A Pandora, do mito grego, nunca abriu uma caixa. Ela abriu um pithos, jarro de barro para guardar grãos e vinho. A caixa é obra de Erasmo de Roterdã, que no século 16 verteu a palavra como pyxis, a tal da caixa. De lá para cá ficou valendo a tradução, não o original. É um bom retrato de como, às vezes, a versão que se consagra se afasta daquilo que estava na origem.
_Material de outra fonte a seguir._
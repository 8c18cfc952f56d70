use crate::i18n::t;
use yew::prelude::*;

/// One ranked line, already projected from whichever leaderboard produced it.
#[derive(Clone, Debug, PartialEq)]
pub struct LeaderboardRow {
    pub rank: u32,
    pub name: String,
    pub email: String,
    pub score: i32,
    pub detail: String,
    pub highlight: bool,
}

#[derive(Properties, PartialEq, Clone)]
pub struct Props {
    pub rows: Vec<LeaderboardRow>,
    /// Header for the `detail` column.
    pub detail_label: AttrValue,
}

fn medal(rank: u32) -> String {
    match rank {
        1 => "🥇".to_string(),
        2 => "🥈".to_string(),
        3 => "🥉".to_string(),
        n => format!("#{n}"),
    }
}

#[function_component(LeaderboardTable)]
pub fn leaderboard_table(p: &Props) -> Html {
    if p.rows.is_empty() {
        return html! {
            <p class="text-center opacity-70 py-8" data-testid="leaderboard-empty">{ t("leaderboard.empty") }</p>
        };
    }
    let rows = p.rows.iter().map(|row| {
        let class = classes!(row.highlight.then_some("bg-primary/10 font-semibold"));
        html! {
            <tr {class} data-testid={format!("leaderboard-row-{}", row.rank)}>
                <td>{ medal(row.rank) }</td>
                <td>
                    <div>{ row.name.clone() }</div>
                    <div class="text-xs opacity-60">{ row.email.clone() }</div>
                </td>
                <td class="text-right">{ row.score }</td>
                <td class="text-right">{ row.detail.clone() }</td>
            </tr>
        }
    });
    html! {
        <div class="overflow-x-auto">
            <table class="table table-zebra w-full" data-testid="leaderboard-table">
                <thead>
                    <tr>
                        <th>{ t("leaderboard.rank") }</th>
                        <th>{ t("leaderboard.player") }</th>
                        <th class="text-right">{ t("leaderboard.score") }</th>
                        <th class="text-right">{ p.detail_label.clone() }</th>
                    </tr>
                </thead>
                <tbody>{ for rows }</tbody>
            </table>
        </div>
    }
}

#[cfg(test)]
mod tests {
    use super::medal;

    #[test]
    fn podium_gets_medals() {
        assert_eq!(medal(1), "🥇");
        assert_eq!(medal(3), "🥉");
        assert_eq!(medal(4), "#4");
    }
}
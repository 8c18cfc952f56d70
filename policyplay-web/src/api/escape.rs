use super::ApiClient;
use policyplay_core::endpoint::paths;
use policyplay_core::{
    ApiError, EscapeAttempt, EscapeLeaderboard, EscapeResults, EscapeRoomBundle,
    FinishEscapeRequest, GeneratedEscapeRoom, Level, RoomResult, RoomSubmission,
    StartEscapeRequest,
};

impl ApiClient {
    /// Generate the five rooms for `level` and open an attempt on them.
    ///
    /// # Errors
    ///
    /// Propagates the first failing call.
    pub async fn begin_escape(
        &self,
        policy_id: &str,
        level: Level,
    ) -> Result<EscapeAttempt, ApiError> {
        let generated: GeneratedEscapeRoom = self
            .post_empty(&paths::escape_generate(policy_id, level))
            .await?;
        self.post(
            paths::ESCAPE_START,
            &StartEscapeRequest {
                escape_room_id: generated.escape_room_id,
            },
        )
        .await
    }

    /// # Errors
    ///
    /// Propagates transport and backend failures.
    pub async fn escape_rooms(&self, attempt_id: &str) -> Result<EscapeRoomBundle, ApiError> {
        self.get(&paths::escape_rooms(attempt_id)).await
    }

    /// # Errors
    ///
    /// Propagates transport and backend failures.
    pub async fn escape_submit(&self, submission: &RoomSubmission) -> Result<RoomResult, ApiError> {
        self.post(&paths::escape_submit(&submission.attempt_id), submission)
            .await
    }

    /// Close the attempt. The elapsed time travels in the query and the body.
    ///
    /// # Errors
    ///
    /// Propagates transport and backend failures.
    pub async fn escape_finish(
        &self,
        attempt_id: &str,
        request: &FinishEscapeRequest,
    ) -> Result<EscapeResults, ApiError> {
        self.post(&paths::escape_finish(attempt_id, request.time_taken), request)
            .await
    }

    /// # Errors
    ///
    /// Propagates transport and backend failures.
    pub async fn escape_leaderboard(
        &self,
        level: Option<Level>,
    ) -> Result<EscapeLeaderboard, ApiError> {
        self.get(&paths::escape_leaderboard(level)).await
    }
}
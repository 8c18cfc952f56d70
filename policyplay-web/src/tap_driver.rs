//! Runs a [`TapSession`] in the browser.
//!
//! Scheduled timers become `gloo` timeouts, submissions go through the
//! [`ApiClient`] and every batch of effects ends with a change notification
//! so the page can re-render from a fresh snapshot.

use crate::api::ApiClient;
use crate::dom;
use crate::pages::tap_play::TapView;
use crate::router::Route;
use crate::storage::BrowserStore;
use gloo::timers::callback::Timeout;
use policyplay_core::{ApiError, TAP_RESULTS_KEY, TapEffect, TapSession, Timer, stash_results};
use std::cell::{Cell, RefCell};
use std::rc::{Rc, Weak};
use wasm_bindgen_futures::spawn_local;
use yew::Callback;

struct Inner {
    session: RefCell<TapSession>,
    timers: RefCell<Vec<(u64, Timeout)>>,
    client: ApiClient,
    on_change: Callback<()>,
    on_navigate: Callback<Route>,
    on_api_error: Callback<ApiError>,
    alive: Cell<bool>,
}

/// Cheap handle; clones drive the same session.
#[derive(Clone)]
pub struct TapDriver {
    inner: Rc<Inner>,
}

impl TapDriver {
    #[must_use]
    pub fn new(
        session: TapSession,
        client: ApiClient,
        on_change: Callback<()>,
        on_navigate: Callback<Route>,
        on_api_error: Callback<ApiError>,
    ) -> Self {
        Self {
            inner: Rc::new(Inner {
                session: RefCell::new(session),
                timers: RefCell::new(Vec::new()),
                client,
                on_change,
                on_navigate,
                on_api_error,
                alive: Cell::new(true),
            }),
        }
    }

    pub fn start(&self) {
        let effects = self.inner.session.borrow_mut().start(dom::now_ms());
        run(&self.inner, effects);
    }

    pub fn tap(&self, ball_id: usize) {
        let effects = self.inner.session.borrow_mut().tap(ball_id, dom::now_ms());
        run(&self.inner, effects);
    }

    pub fn retry(&self) {
        let effects = self.inner.session.borrow_mut().retry_submit();
        run(&self.inner, effects);
    }

    #[must_use]
    pub fn snapshot(&self) -> TapView {
        TapView::from(&*self.inner.session.borrow())
    }

    #[must_use]
    pub fn is_finished(&self) -> bool {
        self.inner.session.borrow().is_finished()
    }

    /// Cancel every pending timer and ignore late responses.
    pub fn shutdown(&self) {
        self.inner.alive.set(false);
        self.inner.timers.borrow_mut().clear();
    }
}

fn fire(inner: &Rc<Inner>, timer: Timer) {
    if !inner.alive.get() {
        return;
    }
    let effects = inner.session.borrow_mut().fire(timer, dom::now_ms());
    run(inner, effects);
}

fn schedule(inner: &Rc<Inner>, timer: Timer, delay_ms: u64) {
    let current = inner.session.borrow().epoch();
    let weak: Weak<Inner> = Rc::downgrade(inner);
    let millis = u32::try_from(delay_ms).unwrap_or(u32::MAX);
    let handle = Timeout::new(millis, move || {
        if let Some(inner) = weak.upgrade() {
            fire(&inner, timer);
        }
    });
    let mut timers = inner.timers.borrow_mut();
    timers.retain(|(epoch, _)| *epoch >= current);
    timers.push((timer.epoch, handle));
}

fn submit(inner: &Rc<Inner>, submission: policyplay_core::TapSubmission) {
    let weak = Rc::downgrade(inner);
    let client = inner.client.clone();
    spawn_local(async move {
        let outcome = client.tap_submit(&submission).await;
        let Some(inner) = weak.upgrade().filter(|i| i.alive.get()) else {
            return;
        };
        let index = submission.question_index;
        let effects = match outcome {
            Ok(response) => inner
                .session
                .borrow_mut()
                .submit_succeeded(index, &response),
            Err(err) => {
                inner.on_api_error.emit(err.clone());
                inner.session.borrow_mut().submit_errored(index, &err)
            }
        };
        run(&inner, effects);
    });
}

fn finalize(inner: &Rc<Inner>, request: policyplay_core::FinishTapRequest) {
    let weak = Rc::downgrade(inner);
    let client = inner.client.clone();
    spawn_local(async move {
        let outcome = client.tap_finish(&request).await;
        let Some(inner) = weak.upgrade().filter(|i| i.alive.get()) else {
            return;
        };
        let effects = match outcome {
            Ok(results) => inner.session.borrow_mut().finalize_succeeded(results),
            Err(err) => inner
                .session
                .borrow_mut()
                .finalize_failed(&err.to_string()),
        };
        run(&inner, effects);
    });
}

fn run(inner: &Rc<Inner>, effects: Vec<TapEffect>) {
    if effects.is_empty() {
        return;
    }
    for effect in effects {
        match effect {
            TapEffect::Schedule { timer, delay_ms } => schedule(inner, timer, delay_ms),
            TapEffect::Submit(submission) => submit(inner, submission),
            TapEffect::Finalize(request) => finalize(inner, request),
            TapEffect::StoreResults(results) => {
                if let Err(err) = stash_results(&BrowserStore::Session, TAP_RESULTS_KEY, &results)
                {
                    log::error!("could not store tap results: {err}");
                }
            }
            TapEffect::NavigateToResults { attempt_id } => {
                inner.on_navigate.emit(Route::TapResults { attempt_id });
            }
            TapEffect::Alert(message) => dom::alert(&message),
        }
    }
    inner.on_change.emit(());
}
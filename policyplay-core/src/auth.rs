//! Persisted bearer token and cached user profile.

use crate::models::{AuthResponse, User};
use crate::store::{KeyValueStore, StoreError, get_json, set_json};

pub const TOKEN_KEY: &str = "token";
pub const USER_KEY: &str = "user";

/// Auth state layered over a key-value store.
///
/// The token is never validated locally; the backend answers 401 when it
/// has expired and callers then [`logout`](Self::logout).
#[derive(Debug, Clone)]
pub struct AuthSession<S: KeyValueStore> {
    store: S,
}

impl<S: KeyValueStore> AuthSession<S> {
    pub const fn new(store: S) -> Self {
        Self { store }
    }

    pub const fn store(&self) -> &S {
        &self.store
    }

    /// Persist the token and profile from a successful login or signup.
    ///
    /// # Errors
    ///
    /// Returns an error if either value cannot be written.
    pub fn persist(&self, response: &AuthResponse) -> Result<(), StoreError> {
        self.store
            .set_item(TOKEN_KEY, &response.access_token)
            .map_err(|e| StoreError::Backend(e.to_string()))?;
        set_json(&self.store, USER_KEY, &response.user)?;
        log::info!("signed in as {}", response.user.email);
        Ok(())
    }

    /// Forget the token and cached user.
    pub fn logout(&self) {
        for key in [TOKEN_KEY, USER_KEY] {
            if let Err(err) = self.store.remove_item(key) {
                log::warn!("failed to clear {key}: {err}");
            }
        }
    }

    #[must_use]
    pub fn token(&self) -> Option<String> {
        self.store
            .get_item(TOKEN_KEY)
            .ok()
            .flatten()
            .filter(|token| !token.is_empty())
    }

    /// Cached user profile. A corrupt entry reads as signed out.
    #[must_use]
    pub fn current_user(&self) -> Option<User> {
        match get_json::<_, User>(&self.store, USER_KEY) {
            Ok(user) => user,
            Err(err) => {
                log::warn!("ignoring unreadable cached user: {err}");
                None
            }
        }
    }

    #[must_use]
    pub fn is_authenticated(&self) -> bool {
        self.token().is_some()
    }

    #[must_use]
    pub fn is_admin(&self) -> bool {
        self.current_user().is_some_and(|user| user.is_admin())
    }

    /// Value for the `Authorization` header, when signed in.
    #[must_use]
    pub fn bearer_header(&self) -> Option<String> {
        self.token().map(|token| format!("Bearer {token}"))
    }
}

#[cfg(test)]
mod tests {
    use super::*;
    use crate::store::MemoryStore;

    fn response(role: &str) -> AuthResponse {
        AuthResponse {
            access_token: "tok-123".into(),
            token_type: "bearer".into(),
            user: User {
                id: "u1".into(),
                email: "ada@example.org".into(),
                name: "Ada".into(),
                role: role.into(),
                created_at: None,
            },
        }
    }

    #[test]
    fn persist_then_logout() {
        let session = AuthSession::new(MemoryStore::new());
        assert!(!session.is_authenticated());
        assert!(session.bearer_header().is_none());

        session.persist(&response("user")).unwrap();
        assert!(session.is_authenticated());
        assert!(!session.is_admin());
        assert_eq!(session.bearer_header().as_deref(), Some("Bearer tok-123"));
        assert_eq!(session.current_user().unwrap().name, "Ada");

        session.logout();
        assert!(!session.is_authenticated());
        assert!(session.current_user().is_none());
        assert!(session.store().is_empty());
    }

    #[test]
    fn admin_role_is_recognised() {
        let session = AuthSession::new(MemoryStore::new());
        session.persist(&response("admin")).unwrap();
        assert!(session.is_admin());
    }

    #[test]
    fn corrupt_user_reads_as_absent() {
        let store = MemoryStore::new();
        store.set_item(TOKEN_KEY, "tok").unwrap();
        store.set_item(USER_KEY, "{broken").unwrap();
        let session = AuthSession::new(store);
        assert!(session.is_authenticated());
        assert!(session.current_user().is_none());
        assert!(!session.is_admin());
    }
}
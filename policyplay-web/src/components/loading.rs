use yew::prelude::*;

#[derive(Properties, PartialEq, Clone)]
pub struct Props {
    #[prop_or_else(default_label)]
    pub label: AttrValue,
}

fn default_label() -> AttrValue {
    AttrValue::from(crate::i18n::t("ui.loading"))
}

#[function_component(Loading)]
pub fn loading(p: &Props) -> Html {
    html! {
        <div class="flex flex-col items-center gap-3 py-12" aria-live="polite" data-testid="loading">
            <span class="loading loading-spinner loading-lg"></span>
            <p class="text-sm opacity-70">{ p.label.clone() }</p>
        </div>
    }
}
Algo parecido ronda o decreto presidencial 12.975/2026, que atualiza o Marco Civil da Internet e aterrissa uma decisão do Supremo Tribunal Federal em pleno voo, já que ainda falta analisar embargos e pedidos de esclarecimento. O governo pode atualizar a regulamentação de leis diante das transformações tecnológicas e jurídicas. O problema não está no decreto existir, mas no que ele contém.O artigo 16-H determina que os provedores, "ao identificarem ou concluírem pela existência de conteúdo relativo às condutas criminosas", encaminhem ao poder público o material e as informações necessárias à identificação de autoria e materialidade. Aqui o decreto parece criar uma obrigação genérica de monitoramento e denúncia. Cada empresa com uma interface digital vira uma longa "manus" das autoridades policiais, já que o decreto não vale apenas para as big techs, como parece. Se aplicado, o texto pode incentivar uma cultura de vigilância e de informes, com dados circulando em abundância e custos relevantes para as atividades econômicas.